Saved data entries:
______

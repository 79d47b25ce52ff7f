use super::{require, StyleSync};
use serde_json::json;
use ss_core::error::{AppError, Result};
use ss_core::models::{OAuthProvider, Session, SignUpOutcome, SignUpRequest};
use ss_core::query::Table;
use tracing::{info, warn};

pub const MIN_PASSWORD_LEN: usize = 6;

pub struct AuthApi<'a> {
    pub(super) app: &'a StyleSync,
}

impl AuthApi<'_> {
    /// The session behind `access_token`, `None` when it is unknown or expired.
    pub async fn session(&self, access_token: &str) -> Result<Option<Session>> {
        self.app
            .ports
            .auth
            .session(access_token)
            .await
            .map_err(|e| AppError::RemoteUnavailable(format!("{e:#}")))
    }

    pub async fn sign_in(&self, email: &str, password: &str) -> Result<Session> {
        require("email", email)?;
        require("password", password)?;
        let session = self
            .app
            .ports
            .auth
            .sign_in_with_password(email.trim(), password)
            .await
            .map_err(|e| AppError::Unauthorized(format!("{e:#}")))?;
        info!(user_id = %session.user.id, "Signed in");
        Ok(session)
    }

    /// Returns the provider URL the user must visit to finish signing in.
    pub async fn sign_in_with_provider(&self, provider: OAuthProvider, redirect_to: &str) -> Result<String> {
        self.app
            .ports
            .auth
            .sign_in_with_oauth(provider, redirect_to)
            .await
            .map_err(|e| AppError::Unauthorized(format!("{e:#}")))
    }

    /// Registers a user and, best effort, creates their profile row.
    pub async fn sign_up(&self, request: SignUpRequest) -> Result<SignUpOutcome> {
        validate_sign_up(&request)?;
        let email = request.email.trim();
        let full_name = request.full_name.trim();

        let outcome = self
            .app
            .ports
            .auth
            .sign_up(email, &request.password, full_name)
            .await
            .map_err(|e| AppError::Unauthorized(format!("{e:#}")))?;

        let profile = json!({ "id": outcome.user.id, "email": email, "full_name": full_name });
        if let Err(e) = self.app.ports.rows.insert(Table::Users, profile, &[]).await {
            warn!(user_id = %outcome.user.id, error = %format!("{e:#}"), "Profile row not created");
        }
        info!(user_id = %outcome.user.id, confirmed = outcome.session.is_some(), "Signed up");
        Ok(outcome)
    }

    pub async fn sign_out(&self, access_token: &str) -> Result<()> {
        self.app
            .ports
            .auth
            .sign_out(access_token)
            .await
            .map_err(|e| AppError::operation("sign out", e))
    }
}

pub fn validate_sign_up(request: &SignUpRequest) -> Result<()> {
    require("email", &request.email)?;
    require("password", &request.password)?;
    require("full name", &request.full_name)?;
    if request.password != request.confirm_password {
        return Err(AppError::validation("passwords do not match"));
    }
    if request.password.chars().count() < MIN_PASSWORD_LEN {
        return Err(AppError::validation(format!(
            "password must be at least {MIN_PASSWORD_LEN} characters"
        )));
    }
    Ok(())
}
//! # ss-local-sqlite
//!
//! SQLite implementation of `LocalStore`: one row per logical key, the value
//! being the JSON document the facade wrote.

use async_trait::async_trait;
use chrono::Utc;
use ss_core::traits::{LocalKey, LocalStore};
use sqlx::sqlite::{SqliteConnectOptions, SqlitePool, SqlitePoolOptions};
use sqlx::Row;
use std::str::FromStr;
use tracing::info;

pub struct SqliteLocalStore {
    pool: SqlitePool,
}

impl SqliteLocalStore {
    /// Opens (creating if needed) the database at `url` and ensures the
    /// schema exists. Accepts `sqlite::memory:` for throwaway stores.
    pub async fn connect(url: &str) -> anyhow::Result<Self> {
        let options = SqliteConnectOptions::from_str(url)?.create_if_missing(true);

        // A single connection keeps `:memory:` databases shared.
        let pool = SqlitePoolOptions::new().max_connections(1).connect_with(options).await?;
        Self::setup_schema(&pool).await?;
        info!(url, "Local fallback store ready");
        Ok(Self { pool })
    }

    async fn setup_schema(pool: &SqlitePool) -> anyhow::Result<()> {
        sqlx::query(
            r#"
            CREATE TABLE IF NOT EXISTS local_store (
                key TEXT PRIMARY KEY,
                value TEXT NOT NULL,
                updated_at TEXT NOT NULL
            );
            "#,
        )
        .execute(pool)
        .await?;
        Ok(())
    }
}

#[async_trait]
impl LocalStore for SqliteLocalStore {
    async fn get(&self, key: LocalKey) -> anyhow::Result<Option<String>> {
        let row = sqlx::query("SELECT value FROM local_store WHERE key = ?")
            .bind(key.as_str())
            .fetch_optional(&self.pool)
            .await?;
        Ok(row.map(|row| row.get::<String, _>("value")))
    }

    /// Upsert: the latest write for a key wins.
    async fn set(&self, key: LocalKey, value: &str) -> anyhow::Result<()> {
        sqlx::query(
            "INSERT INTO local_store (key, value, updated_at) VALUES (?, ?, ?)
             ON CONFLICT(key) DO UPDATE SET value = excluded.value, updated_at = excluded.updated_at",
        )
        .bind(key.as_str())
        .bind(value)
        .bind(Utc::now().to_rfc3339())
        .execute(&self.pool)
        .await?;
        Ok(())
    }

    async fn clear(&self, key: LocalKey) -> anyhow::Result<()> {
        sqlx::query("DELETE FROM local_store WHERE key = ?")
            .bind(key.as_str())
            .execute(&self.pool)
            .await?;
        Ok(())
    }
}
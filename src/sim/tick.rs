//! Fixed timestep simulation tick
//!
//! Advances a level by one frame in a fixed order: camera, clouds, player,
//! enemies, dash trail, projectiles, sparks, leaves.

use super::state::GameState;

/// Input commands for a single tick (deterministic)
#[derive(Debug, Clone, Copy, Default, PartialEq, Eq)]
pub struct TickInput {
    /// Left held
    pub left: bool,
    /// Right held
    pub right: bool,
    /// Jump pressed this frame
    pub jump: bool,
    /// Dash pressed this frame
    pub dash: bool,
}

impl TickInput {
    /// Horizontal intent in [-1, 1]
    pub fn intent_x(&self) -> f32 {
        (self.right as i32 - self.left as i32) as f32
    }
}

/// What happened during a tick, for the host to react to (sounds, damage)
#[derive(Debug, Clone, Copy, Default, PartialEq, Eq)]
pub struct TickReport {
    pub jumped: bool,
    /// Projectiles fired by enemies
    pub shots_fired: usize,
    /// Projectiles that struck the player
    pub player_hits: usize,
}

/// Advance the level by one frame
pub fn tick(state: &mut GameState, input: &TickInput) -> TickReport {
    let mut report = TickReport::default();

    state
        .camera
        .follow(state.player.body.rect().center(), state.tuning.camera_smoothing);
    state.clouds.update();

    report.jumped = state.player.update(
        input,
        &state.map,
        &state.tuning,
        &mut state.dash_trail,
        &mut state.rng,
    );

    let player_pos = state.player.body.pos;
    for enemy in &mut state.enemies {
        let fired = enemy.update(
            player_pos,
            &state.map,
            &state.tuning,
            &mut state.projectiles,
            &mut state.sparks,
            &mut state.rng,
        );
        if fired {
            report.shots_fired += 1;
        }
    }

    state.dash_trail.update();
    report.player_hits = state.projectiles.update(
        &state.map,
        state.player.body.rect(),
        state.player.dashing,
        &state.tuning,
    );
    state.sparks.update(&state.tuning);
    state.leaves.update(&state.tuning, &mut state.rng);

    state.time_ticks += 1;
    report
}

#[cfg(test)]
mod tests {
    use super::*;
    use crate::sim::assets::AssetCatalog;
    use crate::sim::tilemap::{Tile, TileMap};
    use crate::tuning::Tuning;
    use glam::Vec2;

    fn level(seed: u64) -> GameState {
        let mut map = TileMap::new(16);
        for x in 0..30 {
            map.set_tile(Tile::new("grass", 1, Vec2::new(x as f32, 10.0)));
        }
        for y in 0..10 {
            map.set_tile(Tile::new("stone", 3, Vec2::new(0.0, y as f32)));
            map.set_tile(Tile::new("stone", 7, Vec2::new(29.0, y as f32)));
        }
        map.set_tile(Tile::new("spawners", 0, Vec2::new(3.0, 8.0)));
        map.set_tile(Tile::new("spawners", 1, Vec2::new(20.0, 9.0)));
        map.set_tile(Tile::new("large_decor", 2, Vec2::new(8.0, 7.0)));
        GameState::new(map, AssetCatalog::default(), Tuning::default(), seed)
    }

    fn script(frame: u64) -> TickInput {
        TickInput {
            left: frame % 200 > 150,
            right: frame % 200 < 80,
            jump: frame % 90 == 10,
            dash: frame % 240 == 30,
        }
    }

    #[test]
    fn test_tick_advances_counter_and_camera() {
        let mut state = level(7);
        state.camera.scroll = glam::IVec2::ZERO;
        tick(&mut state, &TickInput::default());
        assert_eq!(state.time_ticks, 1);
        assert_ne!(state.camera.scroll, glam::IVec2::ZERO);
    }

    #[test]
    fn test_jump_reported() {
        let mut state = level(7);
        for _ in 0..40 {
            tick(&mut state, &TickInput::default());
        }
        let report = tick(
            &mut state,
            &TickInput {
                jump: true,
                ..Default::default()
            },
        );
        assert!(report.jumped);
    }

    #[test]
    fn test_player_stays_above_floor() {
        let mut state = level(3);
        for frame in 0..1200 {
            tick(&mut state, &script(frame));
            assert!(state.player.body.rect().bottom() <= 160.0);
        }
    }

    #[test]
    fn test_determinism() {
        // Two states with same seed should produce identical results
        let mut state1 = level(99999);
        let mut state2 = level(99999);

        for frame in 0..900 {
            let r1 = tick(&mut state1, &script(frame));
            let r2 = tick(&mut state2, &script(frame));
            assert_eq!(r1, r2);
        }

        assert_eq!(state1.time_ticks, state2.time_ticks);
        assert_eq!(state1.player.body.pos, state2.player.body.pos);
        assert_eq!(state1.camera, state2.camera);
        assert_eq!(state1.particle_count(), state2.particle_count());
        let leaves1: Vec<Vec2> = state1.leaves.particles.iter().map(|p| p.pos).collect();
        let leaves2: Vec<Vec2> = state2.leaves.particles.iter().map(|p| p.pos).collect();
        assert_eq!(leaves1, leaves2);
    }
}
//! Patrolling, ledge-aware enemies that shoot along the ground

use glam::Vec2;
use rand::Rng;

use super::assets::AssetCatalog;
use super::entity::{Action, AnimationDef, Body, PhysicsEntity, animation_set};
use super::particles::{Projectiles, Sparks};
use super::tilemap::TileMap;
use crate::tuning::Tuning;

const ENEMY_ANIMATIONS: [AnimationDef; 2] = [
    AnimationDef {
        action: Action::Idle,
        image_duration: 8,
        looping: true,
        offset: Vec2::new(-3.0, -3.0),
    },
    AnimationDef {
        action: Action::Run,
        image_duration: 4,
        looping: true,
        offset: Vec2::new(-3.0, -3.0),
    },
];

/// Vertical offset of the muzzle from the enemy's top edge
const MUZZLE_HEIGHT: f32 = 8.0;

#[derive(Debug, Clone)]
pub struct Enemy {
    pub body: Body,
    /// Frames left in the current walk; zero when standing
    pub walking: u32,
}

impl PhysicsEntity for Enemy {
    fn body(&self) -> &Body {
        &self.body
    }

    fn body_mut(&mut self) -> &mut Body {
        &mut self.body
    }
}

impl Enemy {
    pub fn new(pos: Vec2, catalog: &AssetCatalog) -> Self {
        Self {
            body: Body::new(
                "enemy",
                pos,
                catalog.size("enemy"),
                animation_set(catalog, "enemy", &ENEMY_ANIMATIONS),
            ),
            walking: 0,
        }
    }

    /// Point checked for ground ahead of the enemy
    pub fn ledge_probe(&self, tuning: &Tuning) -> Vec2 {
        let ahead = if self.body.flipped {
            -tuning.enemy_ledge_probe.x
        } else {
            tuning.enemy_ledge_probe.x
        };
        Vec2::new(
            self.body.rect().center().x + ahead,
            self.body.pos.y + tuning.enemy_ledge_probe.y,
        )
    }

    /// Advance one frame. Returns whether the enemy fired.
    pub fn update(
        &mut self,
        player_pos: Vec2,
        map: &TileMap,
        tuning: &Tuning,
        projectiles: &mut Projectiles,
        sparks: &mut Sparks,
        rng: &mut impl Rng,
    ) -> bool {
        self.body.advance_animation();

        let mut movement = 0.0;
        let mut fired = false;
        if self.walking > 0 {
            let blocked = if self.body.flipped {
                self.body.collisions.left
            } else {
                self.body.collisions.right
            };
            if map.check_for_solid(self.ledge_probe(tuning)) && !blocked {
                movement = if self.body.flipped {
                    -tuning.enemy_walk_speed
                } else {
                    tuning.enemy_walk_speed
                };
            } else {
                self.body.flipped = !self.body.flipped;
            }

            self.walking -= 1;
            if self.walking == 0 {
                fired = self.try_shoot(player_pos, tuning, projectiles, sparks, rng);
            }
        } else if rng.random_range(0..tuning.enemy_walk_chance.max(1)) == 0 {
            self.walking = rng.random_range(tuning.enemy_walk_range());
        }

        self.body.move_and_collide(Vec2::new(movement, 0.0), map);
        self.body.face(movement);
        self.body.apply_gravity(tuning);

        let action = if movement != 0.0 { Action::Run } else { Action::Idle };
        self.body.set_action(action);

        fired
    }

    /// Fire along the facing direction if the player is level with us and on
    /// that side
    fn try_shoot(
        &self,
        player_pos: Vec2,
        tuning: &Tuning,
        projectiles: &mut Projectiles,
        sparks: &mut Sparks,
        rng: &mut impl Rng,
    ) -> bool {
        let dist = player_pos - self.body.pos;
        if dist.y.abs() >= tuning.enemy_shot_band {
            return false;
        }

        let dir = match (self.body.flipped, dist.x) {
            (true, dx) if dx < 0.0 => -1.0,
            (false, dx) if dx > 0.0 => 1.0,
            _ => return false,
        };

        let muzzle = Vec2::new(self.body.pos.x, self.body.pos.y + MUZZLE_HEIGHT);
        projectiles.spawn(muzzle, Vec2::new(dir * tuning.projectile_speed, 0.0));
        sparks.burst(muzzle, tuning.enemy_sparks_per_shot, rng);
        log::debug!("Enemy at {:?} fired {}", self.body.pos, if dir < 0.0 { "left" } else { "right" });
        true
    }
}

______

## THE TASK
Count every line that holds the word "SqlitePoolOptions" in the entries, and state the result alone.

## REPLY
2